A rocking chair JFK used to meet with world leaders in the Oval Office sold for $50,000, and a collection of pens he used to establish the Peace Corps and sign a landmark nuclear treaty sold for $60,000 at Friday's auction on Cape Cod, not far from the Kennedy compound in Hyannis, Massachusetts.
But a number of other intriguing items didn't sell, including Kennedy's last pencil doodles before his assassination in Dallas on Nov. 22, 1963, and a tie clip in the shape of the PT-109 torpedo boat Kennedy commanded during World War II.
Other items that didn't get the minimum bid included a charcoal drawing done as a study for the slain president's official White House portrait; handwritten notes he jotted about Vietnam around 1953; his letter opener and crystal ashtray; and his personal stereo and Jackie Gleason records. "About half of it sold," Josh Eldred, president of Eldred's auction gallery in East Dennis, told The Associated Press. Buyers' identities were not disclosed.
Even though the auction is over, buyers can still make offers, he said, adding that he's confident the best of the memorabilia eventually will sell.
JFK's worn, upholstered oak rocking chair had been expected to sell for up to $70,000. JFK often was photographed sitting in it while meeting with world leaders. The former president's doctors urged him to use rockers to ease his chronic back pain.
The pens that sold were used not only to sign the Peace Corps into existence but the 1963 Nuclear Test Ban Treaty - an accord that helped steer the planet away from nuclear warfare a year after the Cuban Missile Crisis brought the U.S. and the Soviet Union to the brink.

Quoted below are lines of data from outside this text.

#[cfg(test)]
mod tests {
    use super::*;
    use crate::types::DEFAULT_POOL_SIZE;
    use std::io::Write;
    use tempfile::NamedTempFile;

    fn write_config(content: &str) -> NamedTempFile {
        let mut temp_file = NamedTempFile::new().unwrap();
        temp_file.write_all(content.as_bytes()).unwrap();
        temp_file.flush().unwrap();
        temp_file
    }

    #[test]
    fn test_parse_timeout_string() {
        assert_eq!(parse_timeout_string("5s"), Some(5));
        assert_eq!(parse_timeout_string("30s"), Some(30));
        assert_eq!(parse_timeout_string("2m"), Some(120));
        assert_eq!(parse_timeout_string("5"), Some(5));
        assert_eq!(parse_timeout_string("invalid"), None);
    }

    #[test]
    fn test_load_valid_config() {
        let temp_file = write_config(
            r#"
[defaults]
pool_size = 32
column = 1
has_headers = true
source = "local"
timeout = "20s"

[output]
summary_json = true
"#,
        );

        let manager = ConfigManager::new(false);
        let config = manager.load_file(temp_file.path()).unwrap();

        let defaults = config.defaults.clone().unwrap();
        assert_eq!(defaults.pool_size, Some(32));
        assert_eq!(defaults.column, Some(1));
        assert_eq!(defaults.source.as_deref(), Some("local"));
        assert_eq!(config.output.as_ref().unwrap().summary_json, Some(true));

        let scan = resolve_scan_config(&config, &EnvConfig::default());
        assert_eq!(scan.pool_size.get(), 32);
        assert_eq!(scan.column, 1);
        assert!(scan.has_headers);
        assert_eq!(scan.source, ScanSource::Local);
        assert_eq!(scan.timeout, Duration::from_secs(20));
    }

    #[test]
    fn test_zero_pool_size_falls_back() {
        let temp_file = write_config("[defaults]\npool_size = 0\n");
        let manager = ConfigManager::new(false);
        let config = manager.load_file(temp_file.path()).unwrap();
        let scan = resolve_scan_config(&config, &EnvConfig::default());
        assert_eq!(scan.pool_size.get(), DEFAULT_POOL_SIZE);
    }

    #[test]
    fn test_invalid_source_rejected() {
        let temp_file = write_config("[defaults]\nsource = \"everywhere\"\n");
        let manager = ConfigManager::new(false);
        assert!(matches!(
            manager.load_file(temp_file.path()),
            Err(ScanError::ConfigError { .. })
        ));
    }

    #[test]
    fn test_invalid_timeout_rejected() {
        let temp_file = write_config("[defaults]\ntimeout = \"soon\"\n");
        let manager = ConfigManager::new(false);
        assert!(manager.load_file(temp_file.path()).is_err());
    }

    #[test]
    fn test_missing_file() {
        let manager = ConfigManager::new(false);
        assert!(matches!(
            manager.load_file("/nonexistent/starttls-check.toml"),
            Err(ScanError::FileError { .. })
        ));
    }

    #[test]
    fn test_merge_configs() {
        let manager = ConfigManager::new(false);

        let lower = FileConfig {
            defaults: Some(DefaultsConfig {
                pool_size: Some(10),
                source: Some("local".to_string()),
                column: Some(0),
                ..Default::default()
            }),
            output: Some(OutputConfig {
                json: Some(true),
                summary_json: None,
            }),
        };

        let higher = FileConfig {
            defaults: Some(DefaultsConfig {
                pool_size: Some(25),
                column: Some(2),
                ..Default::default()
            }),
            output: None,
        };

        let merged = manager.merge_configs(lower, higher);
        let defaults = merged.defaults.unwrap();

        assert_eq!(defaults.pool_size, Some(25)); // Higher wins
        assert_eq!(defaults.column, Some(2));
        assert_eq!(defaults.source, Some("local".to_string())); // Lower preserved
        assert_eq!(merged.output.unwrap().json, Some(true));
    }

    #[test]
    fn test_env_overrides_file() {
        let file = FileConfig {
            defaults: Some(DefaultsConfig {
                pool_size: Some(4),
                column: Some(1),
                ..Default::default()
            }),
            output: None,
        };
        let env_config = EnvConfig {
            pool_size: Some(PoolSize::new(64)),
            source: Some(ScanSource::Local),
            ..Default::default()
        };

        let scan = resolve_scan_config(&file, &env_config);
        assert_eq!(scan.pool_size.get(), 64);
        assert_eq!(scan.column, 1);
        assert_eq!(scan.source, ScanSource::Local);
    }
}
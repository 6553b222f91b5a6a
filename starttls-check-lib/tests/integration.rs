// starttls-check-lib/tests/integration.rs

//! Integration tests for the public scan API: CSV input through the worker
//! pool into the aggregating handler.

use starttls_check_lib::{
    checks, run_batch, AggregatedScan, CheckResult, CsvIdentifiers, DomainResult,
    JsonLinesPrinter, MailChecker, MtaStsMode, MtaStsResult, PoolSize, ResultHandler, ScanError,
    ScanSource, Status,
};
use std::io::Write;
use tempfile::NamedTempFile;

/// Offline stand-in for the mail checker. The label before the first '.'
/// picks the outcome.
async fn fake_check(domain: String) -> DomainResult {
    let mut result = DomainResult::new(domain.as_str());
    let label = domain.split('.').next().unwrap_or_default().to_string();

    let mode = match label.split('-').next() {
        Some("enforce") => MtaStsMode::Enforce,
        Some("testing") => MtaStsMode::Testing,
        Some("none") => MtaStsMode::None,
        _ => return result,
    };

    let mut host = CheckResult::new(format!("mx.{}", domain));
    let mut connectivity = CheckResult::new(checks::CONNECTIVITY);
    connectivity.success();
    host.add_check(connectivity);
    result.add_hostname_result(host);

    let mut policy = CheckResult::new(checks::MTA_STS);
    policy.success();
    result.set_mta_sts_result(MtaStsResult::new(policy, mode));
    result
}

fn csv_file(content: &str) -> NamedTempFile {
    let mut file = NamedTempFile::new().unwrap();
    file.write_all(content.as_bytes()).unwrap();
    file.flush().unwrap();
    file
}

#[tokio::test]
async fn test_csv_scan_aggregates_adoption() {
    let file = csv_file(
        "rank,domain\n\
         1,enforce-a.example\n\
         2,testing-b.example\n\
         3,none-c.example\n\
         4,plain-d.example\n\
         5,\n\
         6,enforce-e.example\n",
    );
    let identifiers = CsvIdentifiers::from_path(file.path(), 1, true).unwrap();
    let mut scan = AggregatedScan::new(ScanSource::TopDomains);

    let stats = run_batch(identifiers, fake_check, &mut scan, PoolSize::new(3))
        .await
        .unwrap();

    assert_eq!(stats.delivered, 5);
    assert_eq!(stats.submitted, 5);
    assert_eq!(scan.attempted, 5);
    assert_eq!(scan.with_mxs, 4);
    assert_eq!(scan.mta_sts_enforce, 2);
    assert_eq!(scan.mta_sts_testing, 1);
    assert_eq!(scan.total_mta_sts(), 3);
    assert!((scan.percent_mta_sts() - 75.0).abs() < f64::EPSILON);

    let mut enforced = scan.mta_sts_enforce_list.clone();
    enforced.sort();
    assert_eq!(enforced, vec!["enforce-a.example", "enforce-e.example"]);
    assert_eq!(scan.mta_sts_testing_list, vec!["testing-b.example"]);
}

#[tokio::test]
async fn test_json_lines_and_aggregate_together() {
    let input = "enforce-a.example\nplain-b.example\n";
    let identifiers = CsvIdentifiers::from_reader(input.as_bytes(), 0, false);
    let mut scan = AggregatedScan::new(ScanSource::Local);
    let mut handler = (JsonLinesPrinter::new(Vec::new()), &mut scan);

    run_batch(identifiers, fake_check, &mut handler, PoolSize::new(2))
        .await
        .unwrap();

    let (printer, scan) = handler;
    assert_eq!(printer.written(), 2);
    let output = String::from_utf8(printer.into_inner()).unwrap();
    let lines: Vec<serde_json::Value> = output
        .lines()
        .map(|line| serde_json::from_str(line).unwrap())
        .collect();
    assert_eq!(lines.len(), 2);
    assert!(lines
        .iter()
        .any(|line| line["domain"] == "enforce-a.example"
            && line["mta_sts_result"]["mode"] == "enforce"));

    assert_eq!(scan.attempted, 2);
    assert_eq!(scan.with_mxs, 1);
    assert_eq!(scan.source, ScanSource::Local);
}

#[tokio::test]
async fn test_malformed_csv_stops_scan_after_delivering_earlier_rows() {
    let mut bytes = b"enforce-a.example\ntesting-b.example\n".to_vec();
    bytes.extend_from_slice(&[0xff, 0xfe, b'\n']);
    bytes.extend_from_slice(b"enforce-c.example\n");
    let file = NamedTempFile::new().unwrap();
    std::fs::write(file.path(), &bytes).unwrap();

    let identifiers = CsvIdentifiers::from_path(file.path(), 0, false).unwrap();
    let mut collected: Vec<DomainResult> = Vec::new();

    let err = run_batch(identifiers, fake_check, &mut collected, PoolSize::new(4))
        .await
        .unwrap_err();

    assert!(matches!(err, ScanError::SourceRead { .. }));
    assert!(err.is_fatal());
    let mut domains: Vec<_> = collected.iter().map(|r| r.domain.clone()).collect();
    domains.sort();
    assert_eq!(domains, vec!["enforce-a.example", "testing-b.example"]);
}

#[test]
fn test_missing_csv_file_is_reported() {
    let err = CsvIdentifiers::from_path("/nonexistent/domains.csv", 0, false).unwrap_err();
    assert!(matches!(err, ScanError::FileError { .. }));
}

#[test]
fn test_mail_checker_records_invalid_domain_without_network() {
    let checker = MailChecker::new().unwrap();
    let result = tokio_test::block_on(checker.check_domain("bad domain!"));

    assert_eq!(result.result.status, Status::Error);
    assert!(!result.has_mail_hosts());

    let mut scan = AggregatedScan::new(ScanSource::TopDomains);
    scan.handle_domain(&result);
    assert_eq!(scan.attempted, 1);
    assert_eq!(scan.with_mxs, 0);
}
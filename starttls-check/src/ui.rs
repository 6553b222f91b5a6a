//! Human-readable output for the starttls-check CLI.
//!
//! Header, progress spinner and the end-of-run adoption summary. Structured
//! output (`--json`, `--summary-json`) bypasses this module entirely.

use console::{style, Term};
use starttls_check_lib::{AggregatedScan, BatchStats, ScanConfig};
use std::sync::atomic::{AtomicBool, Ordering};
use std::sync::Arc;
use std::time::Duration;

/// Domains listed per mode before the list is cut short.
const LIST_PREVIEW: usize = 10;

// ── Spinner ──────────────────────────────────────────────────────────────────

const SPINNER_FRAMES: &[&str] = &["⠋", "⠙", "⠹", "⠸", "⠼", "⠴", "⠦", "⠧", "⠇", "⠏"];

/// An async braille-dot spinner on stderr so stdout stays clean.
pub struct Spinner {
    running: Arc<AtomicBool>,
    handle: Option<tokio::task::JoinHandle<()>>,
}

impl Spinner {
    /// Start a spinner, or return `None` when stderr is not a terminal.
    pub fn start(message: String) -> Option<Self> {
        if !Term::stderr().is_term() {
            return None;
        }

        let running = Arc::new(AtomicBool::new(true));
        let running_clone = running.clone();

        let handle = tokio::spawn(async move {
            let term = Term::stderr();
            let mut idx = 0usize;
            while running_clone.load(Ordering::Relaxed) {
                let frame = SPINNER_FRAMES[idx % SPINNER_FRAMES.len()];
                let _ = term.clear_line();
                let _ = term.write_str(&format!("{} {}", style(frame).cyan(), message));
                idx += 1;
                tokio::time::sleep(Duration::from_millis(80)).await;
            }
            let _ = term.clear_line();
        });

        Some(Self {
            running,
            handle: Some(handle),
        })
    }

    /// Stop the spinner and clear the line.
    pub async fn stop(mut self) {
        self.running.store(false, Ordering::Relaxed);
        if let Some(h) = self.handle.take() {
            let _ = h.await;
        }
    }
}

// ── Header ───────────────────────────────────────────────────────────────────

pub fn print_header(config: &ScanConfig, file: Option<&str>) {
    let input = match file {
        None | Some("-") => "stdin",
        Some(path) => path,
    };
    println!(
        "{} {} {}",
        style("starttls-check").bold(),
        style(format!("v{}", env!("CARGO_PKG_VERSION"))).dim(),
        style(format!("- Scanning {}", input)).dim(),
    );
    println!(
        "{}",
        style(format!(
            "Source: {} | Column: {} | Workers: {} | Timeout: {}s",
            config.source,
            config.column,
            config.pool_size.get(),
            config.timeout.as_secs()
        ))
        .dim()
    );
    println!();
}

// ── Summary ──────────────────────────────────────────────────────────────────

/// Print the adoption summary once the scan has finished.
pub fn print_summary(scan: &AggregatedScan, stats: &BatchStats) {
    println!(
        "  {} {}",
        style("── Summary ").bold(),
        style("─".repeat(44)).dim()
    );
    println!("  Domains scanned:     {}", scan.attempted);
    println!("  With mail hosts:     {}", scan.with_mxs);
    println!(
        "  MTA-STS enforce:     {}",
        style(scan.mta_sts_enforce).green().bold()
    );
    println!(
        "  MTA-STS testing:     {}",
        style(scan.mta_sts_testing).yellow()
    );
    println!(
        "  MTA-STS adoption:    {}",
        style(format_percent(scan.percent_mta_sts())).bold()
    );

    if !scan.mta_sts_enforce_list.is_empty() {
        println!();
        println!("  {}", style("Enforcing:").green());
        println!("    {}", format_domain_list(&scan.mta_sts_enforce_list, LIST_PREVIEW));
    }
    if !scan.mta_sts_testing_list.is_empty() {
        println!();
        println!("  {}", style("Testing:").yellow());
        println!("    {}", format_domain_list(&scan.mta_sts_testing_list, LIST_PREVIEW));
    }

    println!();
    println!("{}", style(format_run_stats(stats)).dim());
}

fn format_percent(percent: f64) -> String {
    format!("{:.2}%", percent)
}

/// Comma-join up to `limit` domains, noting how many were left out.
fn format_domain_list(domains: &[String], limit: usize) -> String {
    let shown = domains
        .iter()
        .take(limit)
        .map(String::as_str)
        .collect::<Vec<_>>()
        .join(", ");
    if domains.len() > limit {
        format!("{} ... and {} more", shown, domains.len() - limit)
    } else {
        shown
    }
}

fn format_run_stats(stats: &BatchStats) -> String {
    let mut line = format!(
        "{} domain{} checked in {}",
        stats.delivered,
        if stats.delivered == 1 { "" } else { "s" },
        format_elapsed(stats.elapsed)
    );
    if stats.skipped > 0 {
        line.push_str(&format!(", {} empty row{} skipped", stats.skipped, if stats.skipped == 1 { "" } else { "s" }));
    }
    line
}

fn format_elapsed(elapsed: Duration) -> String {
    let secs = elapsed.as_secs();
    if secs >= 60 {
        format!("{}m{:02}s", secs / 60, secs % 60)
    } else {
        format!("{:.1}s", elapsed.as_secs_f64())
    }
}

#[cfg(test)]
mod tests {
    use super::*;

    fn domains(n: usize) -> Vec<String> {
        (0..n).map(|i| format!("d{}.example", i)).collect()
    }

    #[test]
    fn test_domain_list_within_limit() {
        assert_eq!(format_domain_list(&domains(2), 10), "d0.example, d1.example");
        assert_eq!(format_domain_list(&[], 10), "");
    }

    #[test]
    fn test_domain_list_truncated() {
        let formatted = format_domain_list(&domains(12), 2);
        assert_eq!(formatted, "d0.example, d1.example ... and 10 more");
    }

    #[test]
    fn test_format_percent() {
        assert_eq!(format_percent(0.0), "0.00%");
        assert_eq!(format_percent(100.0 / 3.0), "33.33%");
    }

    #[test]
    fn test_format_elapsed() {
        assert_eq!(format_elapsed(Duration::from_millis(2500)), "2.5s");
        assert_eq!(format_elapsed(Duration::from_secs(125)), "2m05s");
    }

    #[test]
    fn test_run_stats_mentions_skipped_rows() {
        let stats = BatchStats {
            submitted: 3,
            skipped: 1,
            delivered: 3,
            elapsed: Duration::from_secs(1),
        };
        assert_eq!(
            format_run_stats(&stats),
            "3 domains checked in 1.0s, 1 empty row skipped"
        );

        let stats = BatchStats {
            submitted: 1,
            skipped: 0,
            delivered: 1,
            elapsed: Duration::from_secs(1),
        };
        assert_eq!(format_run_stats(&stats), "1 domain checked in 1.0s");
    }
}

A few oddball items also were sold Friday: JFK's prized if garish silk scarf, decorated with bronze Democrat donkeys and blue stars, and a creased and stained 1961 inaugural ball invitation that JFK sent to Frank Sinatra, each fetched $800.
His doodles of sailboats sold for $7,000. But his scribbles on Texas hotel stationery the day before the nation's 35th president was shot didn't sell. "It may have been one of the last things he put on paper," auction house vice president Bill Bourne said. "In fact, it probably was."